Hersteller scheuen weitere juristische Schritte

Importgetränke ohne Pfand kein Thema mehr

Pfandfreie importierte Erfrischungsgetränke werden im deutschen Einzelhandel vorerst nicht angeboten. Pläne, die nach der Entscheidung des Bundesrates über die Novellierung der Verpackungsverordnung zum Jahreswechsel von Industrie und Handel erwogen wurden, „sind vom Tisch“.

ire BERLIN. Dies bestätigte Martin Möller, Präsident der Wirtschaftsvereinigung Alkoholfreie Getränke (WAFG), gestern bei der Jahrespressekonferenz seines Verbandes in Berlin. „Weitere juristische Auseinandersetzungen über das Einwegpfand würden die Verbraucher nicht positiv aufnehmen“, begründete Möller das Einlenken der Industrie.

Die WAFG repräsentiert 200 führende Erfrischungsgetränkehersteller, darunter Coca-Cola, Pepsico und Danone (Marken: Evian, Volvic) mit einem jährlichen Gesamtumsatz von rund 3,5 Mrd. Euro. Auch Nestlé Waters (Marken: Vittel, San Pellegrino) will verzichten: „Wir werden zunächst keine pfandfreien Verpackungen in den Handel bringen“, sagte ein Nestlé-Sprecher dem Handelsblatt.

Ausländische Getränkehersteller hatten ein Urteil des Europäischen Gerichtshofes (EuGH) über die Rechtmäßigkeit des deutschen Einwegpfands so gedeutet, dass bis zur endgültigen Einführung eines nationalen Rücknahmesystems im Jahr 2006 die diskriminierende Pfandpflicht für Ausländer auszusetzen sei.
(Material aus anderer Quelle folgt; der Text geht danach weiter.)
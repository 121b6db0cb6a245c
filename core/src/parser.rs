//! Token-stream parsing.
//!
//! [`FlagParser`] walks a token stream once, left to right. Each token is
//! resolved against the registry; the owning flag's [`PresenceClass`]
//! decides whether the next token is consumed as its value:
//!
//! ```text
//! ExpectFlagToken ──known Required/Optional flag──▶ ExpectValueTokenOrNone
//!       ▲   │                                               │
//!       │   ├─known NoValue flag: bind fixed value ─────────┤
//!       │   ├─anything else: pass through ──────────────────┤
//!       │   └─end of stream ──▶ Done                        │
//!       └───────────── value consumed / fallback / error ◀──┘
//! ```
//!
//! A value token is any next token that does not itself resolve to a
//! registered flag. When there is none, `Required` flags record a
//! [`MissingValue`](ParseErrorKind::MissingValue) error and `Optional` flags
//! use their zero-argument fallback. Failures never stop the walk.

use tracing::debug;

use crate::flag::ErasedFlag;
use crate::{FlagParseResult, FlagRegistry, ParseError, ParseErrorKind, PresenceClass};

enum State<'r, 't> {
    ExpectFlagToken,
    ExpectValueTokenOrNone {
        flag: &'r dyn ErasedFlag,
        token: &'t str,
    },
    Done,
}

/// Parses token streams against a registry.
///
/// # Examples
///
/// ```
/// use command_flags_core::*;
///
/// struct Text;
/// impl FlagBehavior<String> for Text {
///     fn parse(&self, input: &str) -> Result<String, FlagParseFailed> {
///         Ok(input.to_string())
///     }
/// }
///
/// let seed = Flag::required("Seed", "--seed", Text).with_aliases(["-s"]);
/// let mut builder = FlagRegistry::builder();
/// builder.register(&seed).unwrap();
/// let registry = builder.build();
///
/// let result = FlagParser::new(&registry).parse(&["world", "-s", "42"]);
/// assert_eq!(result.get(&seed).map(String::as_str), Some("42"));
/// assert_eq!(result.remaining(), ["world"]);
///
/// let result = registry.parse(&["--seed"]);
/// assert!(result.get(&seed).is_none());
/// assert_eq!(result.errors()[0].kind, ParseErrorKind::MissingValue);
/// ```
#[derive(Debug, Clone, Copy)]
pub struct FlagParser<'r> {
    registry: &'r FlagRegistry,
}

impl<'r> FlagParser<'r> {
    /// Creates a parser over `registry`.
    pub fn new(registry: &'r FlagRegistry) -> Self {
        Self { registry }
    }

    /// Parses `tokens` into a [`FlagParseResult`].
    ///
    /// Never fails as a whole: per-flag problems are collected as
    /// [`ParseError`]s and tokens matching no flag are passed through.
    pub fn parse<S: AsRef<str>>(&self, tokens: &[S]) -> FlagParseResult {
        let mut result = FlagParseResult::default();
        let mut cursor = 0;
        let mut state = State::ExpectFlagToken;

        loop {
            state = match state {
                State::ExpectFlagToken => match tokens.get(cursor).map(AsRef::as_ref) {
                    None => State::Done,
                    Some(token) => {
                        cursor += 1;
                        match self.registry.lookup(token) {
                            Some(flag) if flag.spec().presence.accepts_value() => {
                                State::ExpectValueTokenOrNone { flag, token }
                            }
                            Some(flag) => {
                                Self::bind_without_input(flag, token, &mut result);
                                State::ExpectFlagToken
                            }
                            None => {
                                result.pass_through(token);
                                State::ExpectFlagToken
                            }
                        }
                    }
                },
                State::ExpectValueTokenOrNone { flag, token } => {
                    let value = tokens
                        .get(cursor)
                        .map(AsRef::as_ref)
                        .filter(|next| !self.registry.contains(next));

                    match (value, flag.spec().presence) {
                        (Some(value), _) => {
                            cursor += 1;
                            Self::bind_value(flag, token, value, &mut result);
                        }
                        (None, PresenceClass::Required) => {
                            debug!(flag = %flag.spec().name, token, "Flag is missing its value");
                            result.fail(ParseError {
                                flag: flag.spec().id(),
                                token: token.to_string(),
                                raw_input: None,
                                kind: ParseErrorKind::MissingValue,
                            });
                        }
                        (None, _) => Self::bind_without_input(flag, token, &mut result),
                    }
                    State::ExpectFlagToken
                }
                State::Done => break,
            };
        }

        result
    }

    fn bind_value(flag: &dyn ErasedFlag, token: &str, value: &str, result: &mut FlagParseResult) {
        let spec = flag.spec();
        match flag.parse(value) {
            Ok(parsed) => {
                if result.contains(&spec.id()) {
                    debug!(flag = %spec.name, token, "Flag repeated, last occurrence wins");
                }
                result.bind(spec.id(), token, parsed);
            }
            Err(err) => {
                debug!(flag = %spec.name, token, value, error = %err, "Flag value rejected");
                result.fail(ParseError {
                    flag: spec.id(),
                    token: token.to_string(),
                    raw_input: Some(value.to_string()),
                    kind: err.into(),
                });
            }
        }
    }

    fn bind_without_input(flag: &dyn ErasedFlag, token: &str, result: &mut FlagParseResult) {
        let spec = flag.spec();
        match flag.value_without_input() {
            Ok(value) => result.bind(spec.id(), token, value),
            Err(err) => {
                debug!(flag = %spec.name, token, error = %err, "Flag fallback rejected");
                result.fail(ParseError {
                    flag: spec.id(),
                    token: token.to_string(),
                    raw_input: None,
                    kind: err.into(),
                });
            }
        }
    }
}

impl FlagRegistry {
    /// Shortcut for `FlagParser::new(self).parse(tokens)`.
    pub fn parse<S: AsRef<str>>(&self, tokens: &[S]) -> FlagParseResult {
        FlagParser::new(self).parse(tokens)
    }
}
Für den Fall eines pfandfreien Verkaufs hatte daraufhin das nordrhein- westfälische Umweltministerium mit Bußgeldern in Höhe von 50 000 Euro pro Gebinde gedroht. Die Wirtschaftsvereinigung fordert jetzt von der Politik eine Ergänzung der Pfandnovelle mit einer klaren Pflicht zur Teilnahme an einem nationalen Rücknahmesystem sowie einer kartellrechtlichen Klärung, dass Handel und Industrie mit einem solchen System nicht gegen das Gesetz gegen Wettbewerbsbeschränkungen verstoßen würden.

Nach Angaben des Branchenverbandes hat das Einwegpfand seit seiner Einführung mit Jahresbeginn 2003 in der Getränkeindustrie tiefe Spuren hinterlassen. Neben dem verregneten Sommer 2004 macht die Industrie auch das Einwegpfand für den rückläufigen Pro-Kopf-Verbrauch bei alkoholfreien Getränken im vergangenen Jahr verantwortlich.

Gegenüber dem Vorjahr trank jeder Deutsche im Jahr 2004 rein statistisch gesehen mit 282,1 Litern, verteilt auf Mineralwasser, Saft oder Erfrischungsgetränke, gut 3,2 Prozent weniger Alkoholfreies. Verlierer waren vor allem Cola-Getränke und Limonaden, während Energy Drinks, Schorlen und Bittergetränke wieder Zuwächse verzeichneten.

Das Einwegpfand habe zur Konsumzurückhaltung beim Verbraucher vor allem zu Lasten der Markenhersteller geführt, erläuterte Verbandschef Möller. Profitiert von dem „Pfandchaos“ hätten vor allem die Discounter, die inzwischen einen Marktanteil von fast 40 Prozent erobert hätten.